Dans un deuxième temps, les racines de plantes intactes sont immergées pendant des périodes variables dans des solutions expérimentales, y compris des solutions d’absorption, dont le substrat d’intérêt est enrichi de son isotope radioactif. Cette étape servira à déterminer les taux de transport à l’intérieur et à l’extérieur des semis. Ensuite, les plantes sont soit disséquées immédiatement après une courte période d’absorption pour les expériences d’afflux unidirectionnel, soit transférées dans un entonnoir FLX après une absorption plus longue pour la mesure de la libération de traceur.
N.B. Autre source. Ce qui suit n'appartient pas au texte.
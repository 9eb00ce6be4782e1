/*!
# Metric Registry

The set of structural properties reported for every instance, each paired
with a computation function from [`crate::algo`] and its own time budget.

The registry is built once at startup and never mutated. Its order is
significant: it fixes the column order of the report, so adding a metric at
the end is safe while reordering breaks downstream consumers of existing
reports.
*/

use std::fmt::{self, Display};
use std::time::Duration;

use crate::{algo::*, graph::AdjArray};

/// A computed metric value.
#[derive(Debug, Clone, Copy, PartialEq, Eq)]
pub enum MetricValue {
    /// A counted quantity (set size, width, distance, ...)
    Count(u64),
    /// A yes/no property
    Flag(bool),
}

impl Display for MetricValue {
    fn fmt(&self, f: &mut fmt::Formatter<'_>) -> fmt::Result {
        match self {
            MetricValue::Count(x) => write!(f, "{}", x),
            MetricValue::Flag(x) => write!(f, "{}", x),
        }
    }
}

/// Result of one metric computation; the error text only feeds diagnostics.
pub type MetricResult = Result<MetricValue, String>;

/// Signature of a metric computation.
///
/// A plain function pointer: stateless, freely shareable with the worker
/// thread that runs it, and unable to smuggle mutable state between metrics.
pub type MetricFn = fn(&AdjArray) -> MetricResult;

/// One named metric with its computation and deadline.
pub struct MetricDescriptor {
    /// Column name in the report
    pub name: &'static str,
    pub compute: MetricFn,
    /// Wall-clock budget; on expiry the metric is abandoned and its cell stays empty
    pub budget: Duration,
}

impl MetricDescriptor {
    const fn new(name: &'static str, compute: MetricFn, budget: Duration) -> Self {
        Self {
            name,
            compute,
            budget,
        }
    }
}

fn count(x: impl Into<u64>) -> MetricResult {
    Ok(MetricValue::Count(x.into()))
}

fn treewidth(g: &AdjArray) -> MetricResult {
    count(g.treewidth_min_degree())
}

fn planar(g: &AdjArray) -> MetricResult {
    Ok(MetricValue::Flag(g.is_planar()))
}

fn vertex_cover(g: &AdjArray) -> MetricResult {
    count(g.matching_vertex_cover_size())
}

fn node_connectivity(g: &AdjArray) -> MetricResult {
    count(g.node_connectivity())
}

fn degeneracy(g: &AdjArray) -> MetricResult {
    count(g.degeneracy())
}

fn dominating_set(g: &AdjArray) -> MetricResult {
    count(g.greedy_dominating_set_size())
}

fn independent_set(g: &AdjArray) -> MetricResult {
    count(g.greedy_independent_set_size())
}

fn chromatic_number(g: &AdjArray) -> MetricResult {
    count(g.greedy_number_of_colors())
}

fn clique_number(g: &AdjArray) -> MetricResult {
    count(g.greedy_clique_number())
}

fn feedback_edges(g: &AdjArray) -> MetricResult {
    count(g.number_of_feedback_edges())
}

fn diameter(g: &AdjArray) -> MetricResult {
    g.diameter()
        .map(|d| MetricValue::Count(d as u64))
        .ok_or_else(|| "diameter is undefined on empty or disconnected graphs".to_string())
}

const FAST: Duration = Duration::from_secs(10);
const SLOW: Duration = Duration::from_secs(60);

/// Builds the ordered metric registry.
///
/// New metrics go at the end: the order fixes the report columns and
/// existing reports are compared column-by-column.
pub fn registry() -> Vec<MetricDescriptor> {
    vec![
        MetricDescriptor::new("treewidth", treewidth, Duration::from_secs(30)),
        MetricDescriptor::new("planar", planar, FAST),
        MetricDescriptor::new("vertex_cover", vertex_cover, FAST),
        MetricDescriptor::new("node_connectivity", node_connectivity, SLOW),
        MetricDescriptor::new("degeneracy", degeneracy, FAST),
        MetricDescriptor::new("dominating_set", dominating_set, Duration::from_secs(30)),
        MetricDescriptor::new("independent_set", independent_set, FAST),
        MetricDescriptor::new("chromatic_number", chromatic_number, FAST),
        MetricDescriptor::new("clique_number", clique_number, FAST),
        MetricDescriptor::new("feedback_edges", feedback_edges, FAST),
        MetricDescriptor::new("diameter", diameter, SLOW),
    ]
}
/*!
# Graph Representation

A single undirected, simple graph representation backed by an adjacency array.
Instances are loaded once, evaluated, and discarded; the representation is therefore
optimized for cheap construction and read-only traversal rather than for editing.

Access is exposed through small traits so that every algorithm in [`crate::algo`]
states exactly which capabilities it needs.
*/

use crate::{edge::*, node::*};

/// Provides getters pertaining to the size of a graph
pub trait GraphOrder {
    /// Returns the number of nodes of the graph
    fn number_of_nodes(&self) -> NumNodes;

    /// Returns the number of edges of the graph
    fn number_of_edges(&self) -> NumEdges;

    /// Return the number of nodes as usize
    fn len(&self) -> usize {
        self.number_of_nodes() as usize
    }

    /// Returns *true* if the graph has no nodes (and thus no edges)
    fn is_empty(&self) -> bool {
        self.len() == 0
    }

    /// Returns an iterator over V.
    fn vertices(&self) -> impl Iterator<Item = Node> + '_ {
        0..self.number_of_nodes()
    }

    /// Returns empty bitset with one entry per node
    fn vertex_bitset_unset(&self) -> NodeBitSet {
        NodeBitSet::new(self.number_of_nodes())
    }
}

/// Traits pertaining getters for neighborhoods & edges
pub trait AdjacencyList: GraphOrder + Sized {
    /// Returns an iterator over the (open) neighborhood of a given vertex.
    /// ** Panics if `u >= n` **
    fn neighbors_of(&self, u: Node) -> impl Iterator<Item = Node> + '_;

    /// Returns the number of neighbors of `u`
    /// ** Panics if `u >= n` **
    fn degree_of(&self, u: Node) -> NumNodes;

    /// Returns an iterator over the closed neighborhood of a given vertex.
    /// ** Panics if `u >= n` **
    fn closed_neighbors_of(&self, u: Node) -> impl Iterator<Item = Node> + '_ {
        std::iter::once(u).chain(self.neighbors_of(u))
    }

    /// Returns an iterator over all degrees in vertex order
    fn degrees(&self) -> impl Iterator<Item = NumNodes> + '_ {
        self.vertices().map(|u| self.degree_of(u))
    }

    /// Returns the maximum degree in the graph
    fn max_degree(&self) -> NumNodes {
        self.degrees().max().unwrap_or(0)
    }

    /// Returns an iterator over all edges in the graph.
    /// If `only_normalized`, then only edges `(u, v)` with `u <= v` are considered.
    fn edges(&self, only_normalized: bool) -> impl Iterator<Item = Edge> + '_ {
        self.vertices().flat_map(move |u| {
            self.neighbors_of(u)
                .map(move |v| Edge(u, v))
                .filter(move |e| !only_normalized || e.is_normalized())
        })
    }
}

/// Trait to test existence of certain structures in a graph.
pub trait AdjacencyTest {
    /// Returns *true* if the edge (u,v) exists in the graph.
    /// ** Panics if `u >= n || v >= n` **
    fn has_edge(&self, u: Node, v: Node) -> bool;
}

/// Trait for accessing the neighborhood of nodes as slices
pub trait NeighborsSlice {
    /// Returns a slice-reference of the neighborhood of a given vertex
    fn as_neighbors_slice(&self, u: Node) -> &[Node];
}

/// An undirected graph as an array of neighbor lists.
///
/// The graph is simple: `try_add_edge` deduplicates, `add_edge` panics on duplicates.
#[derive(Clone)]
pub struct AdjArray {
    nbs: Vec<Vec<Node>>,
    num_edges: NumEdges,
}

impl AdjArray {
    /// Creates an empty graph with n singleton nodes
    pub fn new(n: NumNodes) -> Self {
        Self {
            nbs: vec![Vec::new(); n as usize],
            num_edges: 0,
        }
    }

    /// Create a graph from a number of nodes and an iterator over Edges.
    /// ** Panics if an edge is repeated or an endpoint is `>= n` **
    pub fn from_edges(n: NumNodes, edges: impl IntoIterator<Item = impl Into<Edge>>) -> Self {
        let mut graph = Self::new(n);
        for Edge(u, v) in edges.into_iter().map(|e| e.into()) {
            graph.add_edge(u, v);
        }
        graph
    }

    /// Adds the edge *{u,v}* to the graph.
    /// ** Panics if `u >= n || v >= n` or the edge was already present **
    pub fn add_edge(&mut self, u: Node, v: Node) {
        assert!(!self.try_add_edge(u, v));
    }

    /// Adds the edge `{u, v}` to the graph if not present.
    /// Returns *true* exactly if the edge was present previously.
    /// ** Panics if `u >= n || v >= n` **
    pub fn try_add_edge(&mut self, u: Node, v: Node) -> bool {
        assert!((v as usize) < self.nbs.len());
        if self.has_edge(u, v) {
            return true;
        }

        self.nbs[u as usize].push(v);
        if u != v {
            self.nbs[v as usize].push(u);
        }
        self.num_edges += 1;
        false
    }
}

impl GraphOrder for AdjArray {
    fn number_of_nodes(&self) -> NumNodes {
        self.nbs.len() as NumNodes
    }

    fn number_of_edges(&self) -> NumEdges {
        self.num_edges
    }
}

impl AdjacencyList for AdjArray {
    fn neighbors_of(&self, u: Node) -> impl Iterator<Item = Node> + '_ {
        self.nbs[u as usize].iter().copied()
    }

    fn degree_of(&self, u: Node) -> NumNodes {
        self.nbs[u as usize].len() as NumNodes
    }
}

impl AdjacencyTest for AdjArray {
    fn has_edge(&self, u: Node, v: Node) -> bool {
        // scan the smaller of the two neighborhoods
        let (u, v) = if self.degree_of(u) <= self.degree_of(v) {
            (u, v)
        } else {
            (v, u)
        };
        self.nbs[u as usize].contains(&v)
    }
}

impl NeighborsSlice for AdjArray {
    fn as_neighbors_slice(&self, u: Node) -> &[Node] {
        &self.nbs[u as usize]
    }
}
En utilisant l’analyse compartimentale par traceur, flx ou Kate, on obtient des résultats qui peuvent révéler des aspects clés de la capacité, de l’énergie, des mécanismes et de la régulation des systèmes de transport. Cette méthode peut aider à répondre à des questions clés liées à la physiologie nutritionnelle des plantes, telles que comment les nutriments minéraux et les toxiques sont-ils transportés à l’intérieur et à l’extérieur des plantes ? Comment ces flux réagissent-ils aux environnements changeants et comment affectent-ils la compartimentation cellulaire et tissulaire du substrat ?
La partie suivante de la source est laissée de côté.